The sheer size of Los Angeles makes it a city of multiple Main streets. The gravitational pull of these public meeting places is part of LA’s DNA and has inspired a number of cultural institutions to entice a bigger slice of the public to gather and experience the unexpected. And, well, there’s always the art too. From fashion to fine dining to the joys of dance, LA is remapping the museumgoing experience.
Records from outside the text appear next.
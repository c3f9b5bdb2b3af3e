//! Cucumber step definition rendering

use crate::config::RenderConfig;
use crate::naming::{annotation, class_name, method_name};
use crate::renderer::StoryRenderer;
use indexmap::IndexSet;
use std::fmt;
use storygen_model::Story;

/// Step texts in first-seen order
///
/// Each criterion contributes its Given, then When, then Then statements.
#[must_use]
pub fn unique_steps(story: &Story) -> IndexSet<&str> {
    story
        .acceptance_criteria()
        .iter()
        .flat_map(|criterion| criterion.steps().map(|(_, statement)| statement))
        .collect()
}

/// Renders a Java class of pending Cucumber step stubs
///
/// The class wires a `MultiServiceTestHarness` over the story's topology in
/// `@Before` and tears it down in `@After`. Every stub throws
/// `PendingException`.
#[derive(Debug, Clone, Default)]
pub struct StepDefinitionRenderer {
    config: RenderConfig,
}

impl StepDefinitionRenderer {
    /// Create renderer for the given packages
    #[inline]
    #[must_use]
    pub fn new(config: RenderConfig) -> Self {
        Self { config }
    }

    /// Packages in use
    #[inline]
    #[must_use]
    pub fn config(&self) -> &RenderConfig {
        &self.config
    }

    /// Single pending step method, followed by a blank line
    #[must_use]
    pub fn step_method(&self, step: &str) -> String {
        StepMethod(step).to_string()
    }
}

impl StoryRenderer for StepDefinitionRenderer {
    const EXTENSION: &'static str = "java";

    fn render(&self, story: &Story) -> String {
        let steps = unique_steps(story);
        tracing::debug!(
            unique_steps = steps.len(),
            package = %self.config.package_name,
            "rendering step definitions"
        );
        StepClass {
            story,
            config: &self.config,
            steps: &steps,
        }
        .to_string()
    }
}

struct StepClass<'a> {
    story: &'a Story,
    config: &'a RenderConfig,
    steps: &'a IndexSet<&'a str>,
}

impl fmt::Display for StepClass<'_> {
    fn fmt(&self, f: &mut fmt::Formatter<'_>) -> fmt::Result {
        let class = class_name(self.story.value_statement().goal());
        let harness = &self.config.harness_package;

        writeln!(f, "package {};", self.config.package_name)?;
        writeln!(f)?;
        writeln!(f, "import java.util.Arrays;")?;
        writeln!(f, "import java.util.List;")?;
        writeln!(f, "import io.cucumber.java.en.*;")?;
        writeln!(f, "import io.cucumber.java.Before;")?;
        writeln!(f, "import io.cucumber.java.After;")?;
        writeln!(f, "import static org.junit.jupiter.api.Assertions.*;")?;
        writeln!(f, "import {harness}.TestContext;")?;
        writeln!(f, "import {harness}.MultiServiceTestHarness;")?;
        writeln!(f)?;

        writeln!(f, "public class {class} {{")?;
        writeln!(f)?;
        writeln!(f, "    private TestContext context;")?;
        writeln!(f, "    private MultiServiceTestHarness harness;")?;
        writeln!(f)?;

        writeln!(f, "    public {class}(TestContext context) {{")?;
        writeln!(f, "        this.context = context;")?;
        writeln!(f, "    }}")?;
        writeln!(f)?;

        let topology = self.story.topology();
        writeln!(f, "    @Before")?;
        writeln!(f, "    public void setUp() throws Exception {{")?;
        writeln!(f, "        List<String> services = {};", ListOf(topology.services()))?;
        writeln!(f, "        List<String> events = {};", ListOf(topology.events()))?;
        writeln!(f, "        harness = new MultiServiceTestHarness(services, events);")?;
        writeln!(f, "        harness.setup();")?;
        writeln!(f, "        context.setHarness(harness);")?;
        writeln!(f, "    }}")?;
        writeln!(f)?;

        writeln!(f, "    @After")?;
        writeln!(f, "    public void tearDown() throws Exception {{")?;
        writeln!(f, "        if (harness != null) {{")?;
        writeln!(f, "            harness.teardown();")?;
        writeln!(f, "        }}")?;
        writeln!(f, "    }}")?;
        writeln!(f)?;

        for step in self.steps {
            StepMethod(step).fmt(f)?;
        }

        writeln!(f, "}}")
    }
}

struct StepMethod<'a>(&'a str);

impl fmt::Display for StepMethod<'_> {
    fn fmt(&self, f: &mut fmt::Formatter<'_>) -> fmt::Result {
        let step = self.0;
        writeln!(f, "    @{}({})", annotation(step), JavaString(step))?;
        writeln!(f, "    public void {}() {{", method_name(step))?;
        writeln!(f, "        // TODO: Implement this step")?;
        writeln!(f, "        // Available: harness.getService(\"serviceName\")")?;
        writeln!(f, "        //           harness.waitForEvent(\"eventType\", timeoutSeconds)")?;
        writeln!(f, "        //           harness.verifyEventNotPublished(\"eventType\")")?;
        writeln!(f, "        //           context.set(\"key\", value)")?;
        writeln!(f, "        throw new io.cucumber.java.PendingException();")?;
        writeln!(f, "    }}")?;
        writeln!(f)
    }
}

/// `Arrays.asList(...)` over string literals
struct ListOf<'a>(&'a [String]);

impl fmt::Display for ListOf<'_> {
    fn fmt(&self, f: &mut fmt::Formatter<'_>) -> fmt::Result {
        f.write_str("Arrays.asList(")?;
        for (i, item) in self.0.iter().enumerate() {
            if i > 0 {
                f.write_str(", ")?;
            }
            JavaString(item).fmt(f)?;
        }
        f.write_str(")")
    }
}

/// Double-quoted Java string literal
struct JavaString<'a>(&'a str);

impl fmt::Display for JavaString<'_> {
    fn fmt(&self, f: &mut fmt::Formatter<'_>) -> fmt::Result {
        use fmt::Write;

        f.write_char('"')?;
        for c in self.0.chars() {
            match c {
                '\\' => f.write_str("\\\\")?,
                '"' => f.write_str("\\\"")?,
                c => f.write_char(c)?,
            }
        }
        f.write_char('"')
    }
}

#[cfg(test)]
mod tests {
    use super::*;
    use pretty_assertions::assert_eq;
    use storygen_model::{Requirement, ValueStatement};
    use storygen_test_utils::{create_minimal_story, create_test_story, criterion};

    const PENDING_BODY: &str = "        // TODO: Implement this step\n\
        \x20       // Available: harness.getService(\"serviceName\")\n\
        \x20       //           harness.waitForEvent(\"eventType\", timeoutSeconds)\n\
        \x20       //           harness.verifyEventNotPublished(\"eventType\")\n\
        \x20       //           context.set(\"key\", value)\n\
        \x20       throw new io.cucumber.java.PendingException();\n\
        \x20   }\n\
        \n";

    #[test]
    fn step_method_layout() {
        let method = StepDefinitionRenderer::default().step_method("the payment is captured");
        assert_eq!(
            method,
            format!(
                "    @Given(\"the payment is captured\")\n    public void thePaymentIsCaptured() {{\n{PENDING_BODY}"
            )
        );
    }

    #[test]
    fn quotes_in_steps_are_escaped() {
        let method = StepDefinitionRenderer::default()
            .step_method(r#"the "paymentRejected" event is published"#);
        assert!(method.starts_with(
            "    @Given(\"the \\\"paymentRejected\\\" event is published\")\n    public void theParamEventIsPublished() {\n"
        ));
    }

    #[test]
    fn backslashes_are_escaped() {
        assert_eq!(JavaString(r"a\b").to_string(), r#""a\\b""#);
    }

    #[test]
    fn unique_steps_first_seen_order() {
        let story = Story::new(
            ValueStatement::new("user", "goal", "benefit."),
            vec![],
            vec![
                criterion("one", &["shared"], &["act"], &["check"]),
                criterion("two", &["other"], &["act"], &["shared"]),
            ],
        );
        let steps: Vec<&str> = unique_steps(&story).into_iter().collect();
        assert_eq!(steps, ["shared", "act", "check", "other"]);
    }

    #[test]
    fn renders_full_class() {
        let config = RenderConfig::new()
            .with_package_name("com.example.steps")
            .with_harness_package("com.example.harness");
        let java = StepDefinitionRenderer::new(config).render(&create_test_story());

        let header = "package com.example.steps;\n\
            \n\
            import java.util.Arrays;\n\
            import java.util.List;\n\
            import io.cucumber.java.en.*;\n\
            import io.cucumber.java.Before;\n\
            import io.cucumber.java.After;\n\
            import static org.junit.jupiter.api.Assertions.*;\n\
            import com.example.harness.TestContext;\n\
            import com.example.harness.MultiServiceTestHarness;\n\
            \n\
            public class RejectDuplicateCardPaymentsQuicklySteps {\n\
            \n\
            \x20   private TestContext context;\n\
            \x20   private MultiServiceTestHarness harness;\n\
            \n\
            \x20   public RejectDuplicateCardPaymentsQuicklySteps(TestContext context) {\n\
            \x20       this.context = context;\n\
            \x20   }\n\
            \n\
            \x20   @Before\n\
            \x20   public void setUp() throws Exception {\n\
            \x20       List<String> services = Arrays.asList(\"payment gateway\");\n\
            \x20       List<String> events = Arrays.asList(\"paymentRejected\");\n\
            \x20       harness = new MultiServiceTestHarness(services, events);\n\
            \x20       harness.setup();\n\
            \x20       context.setHarness(harness);\n\
            \x20   }\n\
            \n\
            \x20   @After\n\
            \x20   public void tearDown() throws Exception {\n\
            \x20       if (harness != null) {\n\
            \x20           harness.teardown();\n\
            \x20       }\n\
            \x20   }\n\
            \n";
        assert!(java.starts_with(header), "unexpected header:\n{java}");
        assert!(java.ends_with(&format!("{PENDING_BODY}}}\n")));

        // "a payment has already been captured" appears in both scenarios
        assert_eq!(java.matches("public void ").count(), 2 + 6);
        assert_eq!(java.matches("@Given(\"a payment has already been captured\")").count(), 1);
        assert!(java.contains("    @When(\"the same payment gets submitted\")\n"));
        assert!(java.contains("    @Then(\"no charge appears\")\n"));
    }

    #[test]
    fn empty_topology_uses_empty_lists() {
        let java = StepDefinitionRenderer::default().render(&create_minimal_story("do it"));
        assert!(java.contains("        List<String> services = Arrays.asList();\n"));
        assert!(java.contains("        List<String> events = Arrays.asList();\n"));
        assert!(java.contains("public class DoItSteps {"));
        assert!(java.starts_with("package acceptance.steps;\n"));
        assert!(java.contains("import acceptance.harness.TestContext;\n"));
    }

    #[test]
    fn list_entries_are_joined_and_escaped() {
        let names = vec!["a".to_string(), "b\"c".to_string()];
        assert_eq!(ListOf(&names).to_string(), r#"Arrays.asList("a", "b\"c")"#);
    }

    #[test]
    fn multiple_services_listed_in_order() {
        let story = Story::new(
            ValueStatement::new("user", "goal", "benefit."),
            vec![
                Requirement::new(1, r#"call the "alpha" service"#),
                Requirement::new(2, r#"call the "beta" service and the "alpha" service"#),
            ],
            vec![],
        );
        let java = StepDefinitionRenderer::default().render(&story);
        assert!(java.contains(r#"List<String> services = Arrays.asList("alpha", "beta");"#));
    }
}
Wallis Annenberg Center for the Performing Arts
Ever since Debbie Allen launched Dance Sundays, this unique, free program has introduced thousands of would-be dancers to salsa, African, tap and hip-hop, adding a special spice to The Wallis’ (thewallis.org) noteworthy film and performance programs. “Cities around the world have public squares [where] people gather to experience artistic and intellectual life,” says Allen. “I knew that dance could be the impetus to start that at The Wallis and expand the footprint of Greater LA participating in the arts.” It’s also a good workout—celeb included!
The Getty Center
The artful exterior of The Restaurant at The Getty Center.
A world-class art collection, incomparable views and stunning architecture (by Richard Meier) make The Getty (getty.edu)—the richest art institution in the world—a modern legend. It’s also a fine dining destination where the SoCal-centered fare at The Restaurant is an artistically conceived feast for the senses. “The cuisine celebrates ingredients grown or raised on Southern California farms and caught off its shores, and features only California wines,” says museum VP Ron Hartwig. “The culinary team creates very special experiences.” And you can always enjoy a Van Gogh or two for dessert.
Already “celeb-rated” for its glittering film events, LACMA (lacma.org) now extends its chic factor to fashion. Wear LACMA has partnered with local designers such as LFrank, THEGREAT., Gabriela Artigas & Company, and Rene Holguin of RTH, which create limited-edition pieces based on works in LACMA’s permanent collection. “I love the way designers see the world,” says Katherine Ross, founder of Wear LACMA. “I wanted to create a project to celebrate designers in Los Angeles and share how they found inspiration at the museum.” Who needs Rodeo or Robertson when you have LACMA’s gift shop?
From dawn to dusk, LA’s Hammer Museum offers much more than just its masterpieces.
Since opening in 1990 to house mogul Armand Hammer’s prized art collection, The Hammer (hammer.ucla.edu) has become a de facto Westside clubhouse that hosts more than 300 free public programs each year. “The Hammer is a place where Angelenos can build a real sense of community through shared experience,” says museum director Ann Philbin. “In a city with so many talented, smart and interesting people with so few ways to connect, I think spaces like the Hammer are really important.” LA’s culturegoers apparently agree... plus, their film nights rock!